Back, with long braids
Statue of a Western Turk Khagan among the statues of "61 foreign officials" at the Qianling Mausoleum, circa 705.

After the defeat of Ashina Helu in 657, the Tang emperor Gaozong installed two puppet qaghans, the cousins Ashina Buzhen and Ashina Mishe, to control the former territory of the Western Turks by proxy. Buzhen and Mishe were enemies of Helu who had aided Su Dingfang during his campaign against Helu and the Western Turkic Khaganate. Gaozong divided the ten tribes of the area among the two cousins. Buzhen (Jiwangjue Qaghan) governed the five Nushibi tribes located in the west while Mishe (Xingxiwang Qaghan) governed the five Duolu tribes located in the east.

The son of Buzhen, Böri, and the son of Mishe, Yuanqing, resided in Chang'an, the Tang capital, while their fathers administered the former khaganate as qaghans. However, Mishe was killed by Buzhen in 662 and Buzhen was himself killed in 666. Empress Wu Zetian sent Yuanqing and Böri westward in 685 to succeed their fathers as proxy rulers.

Neither of the qaghans were able to successfully exert control. Turkic tribes resisted Yuanqing's rule and he was captured by the Tibetan Empire between 686-689. After his release, Yuanqing chose to return to the Tang instead of the Western Turks. He was executed in 692. Böri was able to bring the western tribes temporarily under his rule, but was defeated in 690 during an invasion by the Second Turkic Khaganate, and he too was forced to escape to the Tang along with 60,000 followers. Later attempts to install puppet qaghans failed, and the title was reduced to a symbolic position in the Tang court.

Efforts were made to install Böri's son, Ashina Huaidao, as ruler of the Western Turks in 699 and 700, but these attempts failed due to the rise of the Turgesh, who now dominated the Western Turks. The frontier general Guo Yuanzhen criticized the Tang court's policy of installing puppet qaghans because the descendants of the Ashina royal lineage no longer held sway over the Western Turks. They had spent too much of their lives in the Tang capital and the tribesmen could no longer relate to them. Instead they only created problems for the Anxi Protectorate.

Guo's criticisms were ignored and in 708, the Tang sent a failed military expedition to replace the Turgesh ruler Saqal with the son of Yuanqing, Ashina Xian. On 15 January 712, Xian was appointed by the Tang court to appease the Western Turks. In 717, Xian led Tang-allied Karluk forces to defeat the Turgesh and push them out of the Tarim Basin. He died a few years later in Chang'an. A final attempt to establish a puppet ruler over the Western Turks was made in 740 by dispatching Ashina Huaidao's son, Ashina Xin, to replace Kül-chor, the ruler of the Turgesh. Kül-chor was displeased with this move because he had assumed he was on good terms with the Tang for murdering Suluk, the previous Turgesh ruler. Kül-chor drove Ashina Xin from his territory and killed him a few years later. Xin's wife and child returned to Chang'an.

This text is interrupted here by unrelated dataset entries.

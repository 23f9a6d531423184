//! Enrollment periods and the interval algebra applied to them.
//!
//! Periods are closed on both ends. Two periods that touch, or that are one
//! microsecond apart, are contiguous and merge into one.

use chrono::{DateTime, Duration, SecondsFormat, Utc};
use serde::{Deserialize, Serialize};

use crate::{Error, Result};

// 1900-01-01T00:00:00Z and 2100-01-01T00:00:00Z.
const T_MIN_SECS: i64 = -2_208_988_800;
const T_MAX_SECS: i64 = 4_102_444_800;

/// Lower bound of every enrollment.
pub fn t_min() -> DateTime<Utc> {
  DateTime::<Utc>::from_timestamp(T_MIN_SECS, 0).unwrap_or(DateTime::<Utc>::MIN_UTC)
}

/// Upper bound of every enrollment.
pub fn t_max() -> DateTime<Utc> {
  DateTime::<Utc>::from_timestamp(T_MAX_SECS, 0).unwrap_or(DateTime::<Utc>::MAX_UTC)
}

/// Smallest gap still considered contiguous.
fn tick() -> Duration { Duration::microseconds(1) }

/// A closed interval `[start, end]` inside `[t_min(), t_max()]`.
#[derive(Debug, Clone, Copy, PartialEq, Eq, PartialOrd, Ord, Hash, Serialize, Deserialize)]
pub struct Period {
  pub start: DateTime<Utc>,
  pub end:   DateTime<Utc>,
}

impl Period {
  /// Build a period, defaulting absent bounds to [`t_min`] / [`t_max`].
  ///
  /// Fails with [`Error::InvalidValue`] when either bound lies outside the
  /// registry range or when `start > end`.
  pub fn new(start: Option<DateTime<Utc>>, end: Option<DateTime<Utc>>) -> Result<Self> {
    let start = start.unwrap_or_else(t_min);
    let end = end.unwrap_or_else(t_max);

    for (label, value) in [("start", start), ("end", end)] {
      if value < t_min() || value > t_max() {
        return Err(Error::invalid(format!(
          "{label} date {} is out of bounds",
          value.to_rfc3339_opts(SecondsFormat::Secs, true)
        )));
      }
    }
    if start > end {
      return Err(Error::invalid(format!(
        "start date {} cannot be greater than end date {}",
        start.to_rfc3339_opts(SecondsFormat::Secs, true),
        end.to_rfc3339_opts(SecondsFormat::Secs, true)
      )));
    }
    Ok(Self { start, end })
  }

  /// `[t_min(), t_max()]`.
  pub fn full() -> Self { Self { start: t_min(), end: t_max() } }

  /// Clamp arbitrary bounds into the registry range. Used by importers whose
  /// sources may carry dates outside of it.
  pub fn bounded(start: DateTime<Utc>, end: DateTime<Utc>) -> Self {
    Self {
      start: start.max(t_min()),
      end:   end.min(t_max()),
    }
  }

  /// Both periods share at least one instant.
  pub fn overlaps(&self, other: &Period) -> bool {
    self.start <= other.end && other.start <= self.end
  }

  /// Overlapping or separated by no more than one microsecond.
  pub fn touches(&self, other: &Period) -> bool {
    self.start <= other.end + tick() && other.start <= self.end + tick()
  }

  /// `other` lies entirely inside `self`, endpoints included.
  pub fn contains(&self, other: &Period) -> bool {
    self.start <= other.start && other.end <= self.end
  }

  /// Smallest period covering both.
  pub fn span(&self, other: &Period) -> Period {
    Period {
      start: self.start.min(other.start),
      end:   self.end.max(other.end),
    }
  }

  /// What remains of `self` once `cut` is removed: zero, one, or two periods.
  ///
  /// The surviving pieces keep the boundaries of `cut` as their own endpoints,
  /// so withdrawing `[2014, 2016]` from `[2010, 2018]` leaves `[2010, 2014]`
  /// and `[2016, 2018]`. The two pieces never share an instant: a single
  /// instant cut inside `self` starts the right piece one microsecond later.
  ///
  /// A cut that only meets `self` at one of its endpoints leaves it unchanged.
  pub fn subtract(&self, cut: &Period) -> Vec<Period> {
    if !self.overlaps(cut) {
      return vec![*self];
    }
    let mut rest = Vec::with_capacity(2);
    if self.start < cut.start {
      rest.push(Period { start: self.start, end: cut.start });
    }
    if cut.end < self.end {
      let start = match rest.last() {
        Some(left) if left.end == cut.end => cut.end + tick(),
        _ => cut.end,
      };
      rest.push(Period { start, end: self.end });
    }
    rest
  }

  /// Removing `cut` would change `self`.
  pub fn is_cut_by(&self, cut: &Period) -> bool {
    self.subtract(cut) != [*self]
  }
}

/// Union a set of periods: contiguous or overlapping members are replaced by
/// their span until no two remaining periods touch. The result is sorted by
/// `(start, end)` and free of duplicates.
pub fn merge(periods: impl IntoIterator<Item = Period>) -> Vec<Period> {
  let mut sorted: Vec<Period> = periods.into_iter().collect();
  sorted.sort();

  let mut merged: Vec<Period> = Vec::with_capacity(sorted.len());
  for p in sorted {
    match merged.last_mut() {
      Some(last) if last.touches(&p) => *last = last.span(&p),
      _ => merged.push(p),
    }
  }
  merged
}
//! Handlers for organizations and everything hanging off them.
//!
//! | Method   | Path | Notes |
//! |----------|------|-------|
//! | `GET`    | `/organizations` | `?term=&page=&page_size=` |
//! | `POST`   | `/organizations` | Body: `{"name":"…"}` |
//! | `GET`    | `/organizations/{name}` | |
//! | `DELETE` | `/organizations/{name}` | Cascades to teams, domains, aliases, enrollments |
//! | `POST`   | `/organizations/{name}/domains` | Body: `{"domain":"…","is_top_domain":false}` |
//! | `POST`   | `/organizations/{name}/aliases` | Body: `{"alias":"…"}` |
//! | `POST`   | `/organizations/{name}/teams` | Body: `{"name":"…","parent":"…"?}` |
//! | `DELETE` | `/organizations/{name}/teams/{team}` | |
//! | `DELETE` | `/domains/{domain}`, `/aliases/{alias}` | |

use axum::{
  Json,
  extract::{Path, Query},
  http::StatusCode,
  response::IntoResponse,
};
use serde::Deserialize;
use sortinghat_core::{
  model::OrganizationView,
  store::{OrganizationFilter, Page},
  tenancy::Tenancy,
};
use sortinghat_engine as engine;

use crate::{Caller, NameBody, PageParams, error::ApiError};

// ─── Organizations ────────────────────────────────────────────────────────────

#[derive(Debug, Default, Deserialize)]
pub struct ListParams {
  pub term:      Option<String>,
  pub page:      Option<u32>,
  pub page_size: Option<u32>,
}

/// `GET /organizations`
pub async fn list<T: Tenancy>(
  caller: Caller<T::Store>,
  Query(params): Query<ListParams>,
) -> Result<Json<Page<OrganizationView>>, ApiError> {
  let page = PageParams { page: params.page, page_size: params.page_size };
  let filter = OrganizationFilter { term: params.term };
  Ok(Json(engine::organizations(&caller.ctx, filter, (&page).into()).await?))
}

/// `POST /organizations`
pub async fn create<T: Tenancy>(
  caller: Caller<T::Store>,
  Json(body): Json<NameBody>,
) -> Result<impl IntoResponse, ApiError> {
  let name = engine::add_organization(&caller.ctx, &body.name).await?;
  Ok((StatusCode::CREATED, Json(NameBody { name })))
}

/// `GET /organizations/{name}`
pub async fn get_one<T: Tenancy>(
  caller: Caller<T::Store>,
  Path(name): Path<String>,
) -> Result<Json<OrganizationView>, ApiError> {
  Ok(Json(engine::organization(&caller.ctx, &name).await?))
}

/// `DELETE /organizations/{name}`
pub async fn delete_one<T: Tenancy>(
  caller: Caller<T::Store>,
  Path(name): Path<String>,
) -> Result<Json<NameBody>, ApiError> {
  let name = engine::delete_organization(&caller.ctx, &name).await?;
  Ok(Json(NameBody { name }))
}

// ─── Domains ──────────────────────────────────────────────────────────────────

#[derive(Debug, Deserialize)]
pub struct DomainBody {
  pub domain:        String,
  #[serde(default)]
  pub is_top_domain: bool,
}

/// `POST /organizations/{name}/domains`
pub async fn add_domain<T: Tenancy>(
  caller: Caller<T::Store>,
  Path(org): Path<String>,
  Json(body): Json<DomainBody>,
) -> Result<impl IntoResponse, ApiError> {
  let name = engine::add_domain(&caller.ctx, &org, &body.domain, body.is_top_domain).await?;
  Ok((StatusCode::CREATED, Json(NameBody { name })))
}

/// `DELETE /domains/{domain}`
pub async fn delete_domain<T: Tenancy>(
  caller: Caller<T::Store>,
  Path(domain): Path<String>,
) -> Result<Json<NameBody>, ApiError> {
  let name = engine::delete_domain(&caller.ctx, &domain).await?;
  Ok(Json(NameBody { name }))
}

// ─── Aliases ──────────────────────────────────────────────────────────────────

#[derive(Debug, Deserialize)]
pub struct AliasBody {
  pub alias: String,
}

/// `POST /organizations/{name}/aliases`
pub async fn add_alias<T: Tenancy>(
  caller: Caller<T::Store>,
  Path(org): Path<String>,
  Json(body): Json<AliasBody>,
) -> Result<impl IntoResponse, ApiError> {
  let name = engine::add_alias(&caller.ctx, &org, &body.alias).await?;
  Ok((StatusCode::CREATED, Json(NameBody { name })))
}

/// `DELETE /aliases/{alias}`
pub async fn delete_alias<T: Tenancy>(
  caller: Caller<T::Store>,
  Path(alias): Path<String>,
) -> Result<Json<NameBody>, ApiError> {
  let name = engine::delete_alias(&caller.ctx, &alias).await?;
  Ok(Json(NameBody { name }))
}

// ─── Teams ────────────────────────────────────────────────────────────────────

#[derive(Debug, Deserialize)]
pub struct TeamBody {
  pub name:   String,
  /// Parent team inside the same organization.
  pub parent: Option<String>,
}

/// `POST /organizations/{name}/teams`
pub async fn add_team<T: Tenancy>(
  caller: Caller<T::Store>,
  Path(org): Path<String>,
  Json(body): Json<TeamBody>,
) -> Result<impl IntoResponse, ApiError> {
  let name = engine::add_team(&caller.ctx, &org, &body.name, body.parent.as_deref()).await?;
  Ok((StatusCode::CREATED, Json(NameBody { name })))
}

/// `DELETE /organizations/{name}/teams/{team}`
pub async fn delete_team<T: Tenancy>(
  caller: Caller<T::Store>,
  Path((org, team)): Path<(String, String)>,
) -> Result<Json<NameBody>, ApiError> {
  let name = engine::delete_team(&caller.ctx, &org, &team).await?;
  Ok(Json(NameBody { name }))
}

====Ashina Duzhi's rebellion====
By 671, the primary leaders of the Western Turks were Ashina Duzhi and Li Zhefu. The Tang tasked Duzhi with controlling the Wuduolu Turks. They initially cooperated with the Tang but rebelled against Tang authority in the late 670s. In 677, Duzhi declared himself Onoq Khagan, ruler of all Turks. He captured Kucha with the help of the Tibetans. A Tang army of 180,000 won an initial victory against the Tibetans at Koko nor but was subsequently defeated.

In 679 Tang envoys traveled to Tibet for negotiations while Tang forces mounted a surprise attack to recapture the Four Garrisons of Anxi. At the same time, the Tang general, Pei Xingjian, was accompanying Narsieh on an expedition to reclaim Persia before abandoning him in the Western Regions to fight the Turks. Another source indicates that the plan was always to attack the Western Turks and the escort mission was merely a pretext to capture the enemy chieftains. When Pei reached Xi Prefecture (Turpan), he recruited more than 1,000 men to accompany him further west. However he announced that their departure would be delayed until the autumn to avoid the summer heat, but this was to deceive Duzhi, whom Pei suspected of having spies observing him. Pei then invited the elites of the Tarim Basin on a large hunting expedition, gathering around him almost 10,000 men. When they neared Duzhi's court, Pei approached under the ruse of only wanting to meet Duzhi, who was caught by surprise and outnumbered. Duzhi went out with 500 men to meet Pei and they were all captured. Pei then used Duzhi's "treaty arrows" (qijian) to lure his followers in under the pretense of discussion, capturing them one by one. When Li Zhefu realized that the other Turkic tribes had been captured, he surrendered. Pei's deception resulted in the wholesale removal of the Western Turks' leadership, after which the Western Turks scattered and went into decline. Twenty years later, the leadership of the Western Turks was taken up by the Turgesh.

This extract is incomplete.